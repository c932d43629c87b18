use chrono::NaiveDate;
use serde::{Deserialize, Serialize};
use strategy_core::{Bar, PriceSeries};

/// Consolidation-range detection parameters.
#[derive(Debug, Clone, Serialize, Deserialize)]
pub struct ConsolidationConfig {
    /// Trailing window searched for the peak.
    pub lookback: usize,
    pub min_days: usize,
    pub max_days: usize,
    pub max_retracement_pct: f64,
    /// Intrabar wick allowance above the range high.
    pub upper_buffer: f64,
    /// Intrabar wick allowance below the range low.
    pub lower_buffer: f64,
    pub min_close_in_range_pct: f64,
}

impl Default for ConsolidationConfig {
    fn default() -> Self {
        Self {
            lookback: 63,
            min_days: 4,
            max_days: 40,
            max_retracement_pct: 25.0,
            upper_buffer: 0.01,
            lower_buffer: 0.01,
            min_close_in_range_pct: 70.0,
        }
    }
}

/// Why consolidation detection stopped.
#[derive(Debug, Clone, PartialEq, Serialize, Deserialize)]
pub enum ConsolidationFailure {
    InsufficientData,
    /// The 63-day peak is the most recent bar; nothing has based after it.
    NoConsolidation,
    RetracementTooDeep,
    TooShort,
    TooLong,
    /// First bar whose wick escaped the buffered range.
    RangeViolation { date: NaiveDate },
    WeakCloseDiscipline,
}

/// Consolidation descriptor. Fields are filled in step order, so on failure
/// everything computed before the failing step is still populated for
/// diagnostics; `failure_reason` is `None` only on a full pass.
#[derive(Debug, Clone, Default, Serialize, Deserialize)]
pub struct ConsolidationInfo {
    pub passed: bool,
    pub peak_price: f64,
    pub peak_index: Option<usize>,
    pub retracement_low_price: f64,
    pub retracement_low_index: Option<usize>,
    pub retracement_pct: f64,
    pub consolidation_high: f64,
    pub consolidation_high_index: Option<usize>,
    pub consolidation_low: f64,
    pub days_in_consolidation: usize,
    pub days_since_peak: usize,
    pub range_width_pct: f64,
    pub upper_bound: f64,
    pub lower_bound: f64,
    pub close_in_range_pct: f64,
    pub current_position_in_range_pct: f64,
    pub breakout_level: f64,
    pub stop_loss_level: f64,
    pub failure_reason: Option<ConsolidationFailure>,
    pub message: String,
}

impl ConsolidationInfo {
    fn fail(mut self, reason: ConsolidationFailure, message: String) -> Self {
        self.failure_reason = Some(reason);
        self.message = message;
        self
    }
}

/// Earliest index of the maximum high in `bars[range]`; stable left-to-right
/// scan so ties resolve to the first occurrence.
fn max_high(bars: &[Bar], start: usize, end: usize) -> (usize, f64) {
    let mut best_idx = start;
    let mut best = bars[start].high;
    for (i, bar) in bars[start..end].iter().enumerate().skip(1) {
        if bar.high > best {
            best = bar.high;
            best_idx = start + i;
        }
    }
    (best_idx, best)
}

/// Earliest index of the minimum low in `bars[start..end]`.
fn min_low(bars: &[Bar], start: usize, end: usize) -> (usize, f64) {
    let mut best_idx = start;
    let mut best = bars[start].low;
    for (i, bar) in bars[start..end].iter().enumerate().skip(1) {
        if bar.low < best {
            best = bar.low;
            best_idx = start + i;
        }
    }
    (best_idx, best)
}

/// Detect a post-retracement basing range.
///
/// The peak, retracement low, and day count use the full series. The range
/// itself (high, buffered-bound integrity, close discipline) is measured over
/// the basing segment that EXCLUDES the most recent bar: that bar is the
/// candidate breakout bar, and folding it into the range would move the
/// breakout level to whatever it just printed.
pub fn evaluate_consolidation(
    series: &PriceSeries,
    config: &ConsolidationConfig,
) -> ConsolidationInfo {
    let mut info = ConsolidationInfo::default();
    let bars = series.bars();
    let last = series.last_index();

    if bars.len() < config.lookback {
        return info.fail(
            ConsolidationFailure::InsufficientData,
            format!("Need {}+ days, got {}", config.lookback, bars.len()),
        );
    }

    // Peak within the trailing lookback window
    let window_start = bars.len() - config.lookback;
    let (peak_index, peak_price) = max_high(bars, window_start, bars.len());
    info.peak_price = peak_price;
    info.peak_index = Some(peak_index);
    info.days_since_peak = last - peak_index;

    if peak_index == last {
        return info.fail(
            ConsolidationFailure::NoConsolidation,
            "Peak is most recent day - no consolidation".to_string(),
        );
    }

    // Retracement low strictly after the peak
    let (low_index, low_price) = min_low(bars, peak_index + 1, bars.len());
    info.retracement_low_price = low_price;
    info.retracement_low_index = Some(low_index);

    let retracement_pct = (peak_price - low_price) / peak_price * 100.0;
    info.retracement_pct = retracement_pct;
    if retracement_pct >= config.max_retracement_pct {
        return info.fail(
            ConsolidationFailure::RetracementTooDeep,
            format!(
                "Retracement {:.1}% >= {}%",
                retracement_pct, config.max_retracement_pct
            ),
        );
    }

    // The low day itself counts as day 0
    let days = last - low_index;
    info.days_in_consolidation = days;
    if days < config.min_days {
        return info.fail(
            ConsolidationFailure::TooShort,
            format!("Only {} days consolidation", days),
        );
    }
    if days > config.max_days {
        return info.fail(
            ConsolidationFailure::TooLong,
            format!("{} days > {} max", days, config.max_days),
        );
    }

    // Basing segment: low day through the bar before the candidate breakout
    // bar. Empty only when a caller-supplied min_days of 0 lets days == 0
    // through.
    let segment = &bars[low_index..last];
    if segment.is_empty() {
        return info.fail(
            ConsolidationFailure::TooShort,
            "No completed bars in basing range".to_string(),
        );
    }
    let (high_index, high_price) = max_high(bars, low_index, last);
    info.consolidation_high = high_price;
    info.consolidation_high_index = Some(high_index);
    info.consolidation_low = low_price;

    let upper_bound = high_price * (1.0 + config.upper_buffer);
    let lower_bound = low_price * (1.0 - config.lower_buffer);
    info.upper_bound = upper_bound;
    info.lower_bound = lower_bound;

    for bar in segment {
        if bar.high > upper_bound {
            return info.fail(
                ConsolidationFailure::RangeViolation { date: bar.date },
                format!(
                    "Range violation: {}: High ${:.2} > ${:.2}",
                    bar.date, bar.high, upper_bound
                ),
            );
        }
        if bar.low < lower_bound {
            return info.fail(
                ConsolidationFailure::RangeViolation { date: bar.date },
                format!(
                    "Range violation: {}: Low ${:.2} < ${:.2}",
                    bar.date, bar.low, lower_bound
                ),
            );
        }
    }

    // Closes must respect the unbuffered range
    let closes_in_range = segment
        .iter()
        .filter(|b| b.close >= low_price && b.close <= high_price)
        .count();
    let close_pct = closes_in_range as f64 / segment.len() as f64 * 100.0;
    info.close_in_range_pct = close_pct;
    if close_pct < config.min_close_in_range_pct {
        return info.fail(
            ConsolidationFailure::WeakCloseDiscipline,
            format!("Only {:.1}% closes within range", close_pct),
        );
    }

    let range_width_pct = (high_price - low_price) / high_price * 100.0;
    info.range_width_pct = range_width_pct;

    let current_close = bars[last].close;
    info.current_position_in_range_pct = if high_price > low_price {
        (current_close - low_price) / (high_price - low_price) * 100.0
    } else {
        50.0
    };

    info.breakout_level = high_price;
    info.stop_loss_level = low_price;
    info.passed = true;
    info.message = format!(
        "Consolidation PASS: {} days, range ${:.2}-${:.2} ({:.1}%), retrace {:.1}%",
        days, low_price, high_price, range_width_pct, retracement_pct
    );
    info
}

^^^^

Work item —
Above are the records; report each line in them that includes the word "derive".

Result —
#[derive(Debug, Clone, Serialize, Deserialize)]
#[derive(Debug, Clone, PartialEq, Serialize, Deserialize)]
#[derive(Debug, Clone, Default, Serialize, Deserialize)]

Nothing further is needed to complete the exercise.